Çoğu Müslüman birbirlerine sıkı sıkı bağlı cemaatler içinde yaşadığı için açık bir şekilde İslam’dan çıkmak zor. Çoğu mürtet (dinden çıkan kişi) hala bağımlı oldukları aileleriyle ya da arkadaşlarıyla olan ilişkilerini riske atmamak için dinden çıktıklarını gizli tutuyorlar. İnancını kaybeden Mormonlar, Hasidik Yahudiler, Evanjelik Hristiyanlar da kendilerini benzer bir durumda buluyorlar. Minneapolis’teki Somalili mahallelerinde ya da Dallas’taki Pakistanlı mahallelerinde İslam’ı reddetmek demek yaşanan sosyal çevreyi tamamen reddetmek demek. Dinsizliğini hala oldukça derinlerde saklayan biri “En sinir bozucu tarafı da tüm yaşamımı onaylamadığım kurallara uymak zorunda yaşayacağımı bilerek yaşamak.” diyor.
İrtidad (dinden dönme) ile duyarsızlık farklı şeyler; ancak duyarsız Müslümanların da oranı artıyor. 55 yaş üstündeki inananlar arasında 53%’ü günde beş vakit namazın tamamını kıldıklarını söylüyor. İlkinin güneş doğmadan önce kılındığı düşünülürse kolay iş değil. 2000 sonrası doğan Müslümanlar arasında bu oran 33%’e düşüyor. Bu grubun küçük bir kısmı göz önünde olmadığı sürece namaz kaçırdığı ya da Ramazan ayında oruç tutmadığı için dışlanıyor.

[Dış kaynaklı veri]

//! Configuration module for environment variable parsing.
//!
//! Reads all configuration from environment variables, matching the layout of
//! the deployment's .env file. Credentials stay optional here; the binaries
//! that need them fail with a pointed message instead of every tool refusing
//! to start.

use std::env;
use tracing::warn;

/// Production VerifyMyAge email verification endpoint.
pub const PRODUCTION_URL: &str = "https://email.verification.verifymyage.com";

/// Sandbox VerifyMyAge email verification endpoint.
pub const SANDBOX_URL: &str = "https://email.sandbox.verifymyage.com";

/// Application configuration loaded from environment variables.
#[derive(Debug, Clone)]
pub struct Config {
    /// VerifyMyAge API key
    pub api_key: Option<String>,

    /// VerifyMyAge API secret used for HMAC request signing
    pub api_secret: Option<String>,

    /// Vendor API base URL (production or sandbox)
    pub base_url: String,

    /// HTTP request timeout in milliseconds for vendor calls
    pub request_timeout_ms: u64,

    /// Port for the webhook receiver to listen on
    pub webhook_port: u16,

    /// Path of the JSON file the receiver mirrors callbacks into
    pub callbacks_file: String,

    /// Optional ngrok domain the receiver is exposed on
    pub ngrok_domain: Option<String>,

    /// GitHub account hosting the email CSV
    pub github_username: Option<String>,

    /// GitHub repository hosting the email CSV
    pub github_repo: String,

    /// CSV file name inside the GitHub repository
    pub csv_filename: String,

    /// SendGrid API key for the first integration
    pub sendgrid_api_key_1: Option<String>,

    /// SendGrid API key for the second integration
    pub sendgrid_api_key_2: Option<String>,
}

impl Config {
    /// Load configuration from environment variables.
    pub fn from_env() -> Self {
        Config {
            api_key: non_empty("VERIFYMYAGE_API_KEY"),

            api_secret: non_empty("VERIFYMYAGE_API_SECRET"),

            base_url: non_empty("VERIFYMYAGE_ENVIRONMENT")
                .unwrap_or_else(|| PRODUCTION_URL.to_string()),

            request_timeout_ms: parse_number("REQUEST_TIMEOUT_MS", 10_000),

            webhook_port: parse_number("WEBHOOK_PORT", 5002),

            callbacks_file: env::var("CALLBACKS_FILE")
                .unwrap_or_else(|_| "verifymyage_callbacks.json".to_string()),

            ngrok_domain: non_empty("NGROK_DOMAIN"),

            github_username: non_empty("GITHUB_USERNAME"),

            github_repo: env::var("GITHUB_REPO")
                .unwrap_or_else(|_| "email-batch-tests".to_string()),

            csv_filename: env::var("CSV_FILENAME")
                .unwrap_or_else(|_| "emails_to_verify.csv".to_string()),

            sendgrid_api_key_1: non_empty("SENDGRID_API_KEY_1"),

            sendgrid_api_key_2: non_empty("SENDGRID_API_KEY_2"),
        }
    }

    /// Raw URL of the hosted email CSV, built from the GitHub settings.
    ///
    /// `None` when no GitHub account is configured.
    pub fn csv_url(&self) -> Option<String> {
        self.github_username.as_ref().map(|user| {
            format!(
                "https://raw.githubusercontent.com/{}/{}/main/{}",
                user, self.github_repo, self.csv_filename
            )
        })
    }

    /// Default public webhook URL derived from the ngrok domain.
    pub fn default_webhook_url(&self) -> Option<String> {
        self.ngrok_domain
            .as_ref()
            .map(|domain| format!("https://{}", domain))
    }
}

/// Read an environment variable, treating an empty value as unset.
fn non_empty(name: &str) -> Option<String> {
    env::var(name).ok().filter(|v| !v.trim().is_empty())
}

/// Parse a numeric environment variable, warning when the value is bad.
fn parse_number<T: std::str::FromStr>(name: &str, default: T) -> T {
    let raw = match env::var(name) {
        Ok(v) => v,
        Err(_) => return default,
    };

    match raw.trim().parse() {
        Ok(value) => value,
        Err(_) => {
            warn!(env_var = name, value = %raw, "Invalid numeric value, using default");
            default
        }
    }
}
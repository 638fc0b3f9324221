//! Callback persistence for the webhook receiver.
//!
//! Received payloads live in an in-process ordered list that is mirrored to a
//! single JSON file, rewritten whole on every append. The lock serializes
//! concurrent deliveries so the file never sees interleaved writes and the
//! list order always matches arrival order.

use std::path::PathBuf;
use std::sync::Arc;

use anyhow::{Context, Result};
use serde_json::Value;
use tokio::sync::Mutex;
use tracing::{info, warn};

/// Ordered history of received callbacks, mirrored to a JSON file.
///
/// Duplicates are kept as-is: delivery is at-least-once and the history is
/// append-only, aside from the operator-facing [`clear`](Self::clear).
/// Cloning is cheap and all clones share the same history.
#[derive(Clone)]
pub struct CallbackStore {
    inner: Arc<StoreInner>,
}

struct StoreInner {
    path: PathBuf,
    callbacks: Mutex<Vec<Value>>,
}

impl CallbackStore {
    /// Open the store, loading any callbacks already on disk.
    ///
    /// A missing file starts an empty history. An unreadable or corrupt file
    /// is logged and ignored so a bad byte on disk cannot keep the receiver
    /// from starting.
    pub async fn open(path: impl Into<PathBuf>) -> Self {
        let path = path.into();
        let callbacks = match tokio::fs::read(&path).await {
            Ok(bytes) => match serde_json::from_slice::<Vec<Value>>(&bytes) {
                Ok(list) => {
                    info!(path = %path.display(), loaded = list.len(), "store_loaded");
                    list
                }
                Err(e) => {
                    warn!(path = %path.display(), error = %e, "store_file_corrupt");
                    Vec::new()
                }
            },
            Err(e) if e.kind() == std::io::ErrorKind::NotFound => {
                info!(path = %path.display(), "store_fresh");
                Vec::new()
            }
            Err(e) => {
                warn!(path = %path.display(), error = %e, "store_file_unreadable");
                Vec::new()
            }
        };

        Self {
            inner: Arc::new(StoreInner {
                path,
                callbacks: Mutex::new(callbacks),
            }),
        }
    }

    /// Append a payload and rewrite the backing file.
    ///
    /// Returns the new history length. On a write failure the entry stays in
    /// memory and the error is handed back to the caller.
    pub async fn append(&self, payload: Value) -> Result<usize> {
        let mut callbacks = self.inner.callbacks.lock().await;
        callbacks.push(payload);
        let total = callbacks.len();

        let bytes = serde_json::to_vec_pretty(&*callbacks)
            .context("Failed to serialize callback history")?;
        tokio::fs::write(&self.inner.path, bytes)
            .await
            .with_context(|| format!("Failed to write {}", self.inner.path.display()))?;

        info!(path = %self.inner.path.display(), total = total, "store_appended");
        Ok(total)
    }

    /// Snapshot of the full history, in arrival order.
    pub async fn all(&self) -> Vec<Value> {
        self.inner.callbacks.lock().await.clone()
    }

    /// Number of callbacks received so far.
    pub async fn len(&self) -> usize {
        self.inner.callbacks.lock().await.len()
    }

    /// Whether anything has arrived yet.
    pub async fn is_empty(&self) -> bool {
        self.len().await == 0
    }

    /// Drop the in-memory history and delete the backing file.
    pub async fn clear(&self) -> Result<()> {
        let mut callbacks = self.inner.callbacks.lock().await;
        callbacks.clear();

        match tokio::fs::remove_file(&self.inner.path).await {
            Ok(()) => {}
            Err(e) if e.kind() == std::io::ErrorKind::NotFound => {}
            Err(e) => {
                return Err(e)
                    .with_context(|| format!("Failed to remove {}", self.inner.path.display()));
            }
        }

        info!(path = %self.inner.path.display(), "store_cleared");
        Ok(())
    }
}

#[cfg(test)]
mod tests {
    use super::*;
    use serde_json::json;
    use tempfile::TempDir;

    #[tokio::test]
    async fn append_grows_history_and_rewrites_file() {
        let dir = TempDir::new().unwrap();
        let path = dir.path().join("callbacks.json");
        let store = CallbackStore::open(path.clone()).await;

        assert!(store.is_empty().await);

        let first = store.append(json!({"batch_id": "b1"})).await.unwrap();
        let second = store.append(json!({"batch_id": "b2"})).await.unwrap();
        assert_eq!((first, second), (1, 2));

        let on_disk: Vec<Value> =
            serde_json::from_slice(&std::fs::read(&path).unwrap()).unwrap();
        assert_eq!(on_disk.len(), 2);
        assert_eq!(on_disk[0]["batch_id"], "b1");
        assert_eq!(on_disk[1]["batch_id"], "b2");
    }

    #[tokio::test]
    async fn reopen_loads_previous_history() {
        let dir = TempDir::new().unwrap();
        let path = dir.path().join("callbacks.json");

        let store = CallbackStore::open(path.clone()).await;
        store.append(json!({"batch_id": "b1"})).await.unwrap();
        drop(store);

        let reopened = CallbackStore::open(path).await;
        assert_eq!(reopened.len().await, 1);
        assert_eq!(reopened.all().await[0]["batch_id"], "b1");
    }

    #[tokio::test]
    async fn duplicate_payloads_are_kept() {
        let dir = TempDir::new().unwrap();
        let store = CallbackStore::open(dir.path().join("callbacks.json")).await;

        let payload = json!({"batch_id": "b1", "report_url": "https://x/y.csv"});
        store.append(payload.clone()).await.unwrap();
        store.append(payload.clone()).await.unwrap();

        let all = store.all().await;
        assert_eq!(all.len(), 2);
        assert_eq!(all[0], all[1]);
    }

    #[tokio::test]
    async fn missing_file_starts_fresh() {
        let dir = TempDir::new().unwrap();
        let store = CallbackStore::open(dir.path().join("never-written.json")).await;

        assert!(store.is_empty().await);
        assert_eq!(store.append(json!({"batch_id": "b1"})).await.unwrap(), 1);
    }

    #[tokio::test]
    async fn corrupt_file_starts_empty() {
        let dir = TempDir::new().unwrap();
        let path = dir.path().join("callbacks.json");
        std::fs::write(&path, b"{not json").unwrap();

        let store = CallbackStore::open(path).await;
        assert!(store.is_empty().await);
    }

    #[tokio::test]
    async fn clear_removes_file() {
        let dir = TempDir::new().unwrap();
        let path = dir.path().join("callbacks.json");
        let store = CallbackStore::open(path.clone()).await;

        store.append(json!({"batch_id": "b1"})).await.unwrap();
        assert!(path.exists());

        store.clear().await.unwrap();
        assert!(store.is_empty().await);
        assert!(!path.exists());

        // Clearing an already-clean store is not an error
        store.clear().await.unwrap();
    }

    #[tokio::test]
    async fn failed_write_keeps_entry_in_memory() {
        let dir = TempDir::new().unwrap();
        let path = dir.path().join("missing-subdir").join("callbacks.json");
        let store = CallbackStore::open(path).await;

        let err = store.append(json!({"batch_id": "b1"})).await;
        assert!(err.is_err());
        assert_eq!(store.len().await, 1);
    }
}
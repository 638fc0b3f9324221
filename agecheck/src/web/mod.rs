//! Web server module for the webhook receiver.
//!
//! This module provides a small receiver that:
//! - Accepts VerifyMyAge completion callbacks on /callback
//! - Stores every payload verbatim, in memory and in a JSON file
//! - Exposes the received history on /webhooks for operators and polling
//!
//! Interpreting the results happens in the submit CLI, not here.

pub mod handlers;

use axum::{
    routing::{any, get, post},
    Router,
};
use tower_http::trace::TraceLayer;

pub use handlers::{
    callback, clear_webhooks, health, list_webhooks, root, AppState, CallbackAck, HealthResponse,
};

/// Build the receiver's router with all routes attached.
///
/// The callback route takes every method; the handler sorts out deliveries
/// from validation probes.
pub fn router(state: AppState) -> Router {
    Router::new()
        .route("/", get(root))
        .route("/health", get(health))
        .route("/callback", any(callback))
        .route("/webhooks", get(list_webhooks))
        .route("/webhooks/clear", post(clear_webhooks))
        .layer(TraceLayer::new_for_http())
        .with_state(state)
}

Genel olarak bakarsak iki tür mürtet var. Daha az dindar ailelerden gelenler dinden öylece ayrılıyorlar ve pek bir yaptırımla karşılaşmıyorlar. Bu gruptan biri “Aşama aşama oldu.” diyor. 8 yaşında günde bir namazı kaçırınca kıyametin kopmadığını fark edince namaz kılmayı bırakmış. Sonra Ramazan’da kaçak yemek yemeler, içki ve evlilik öncesi cinsel ilişki de onu takip etmiş. 18 yaşında ateist olmuş.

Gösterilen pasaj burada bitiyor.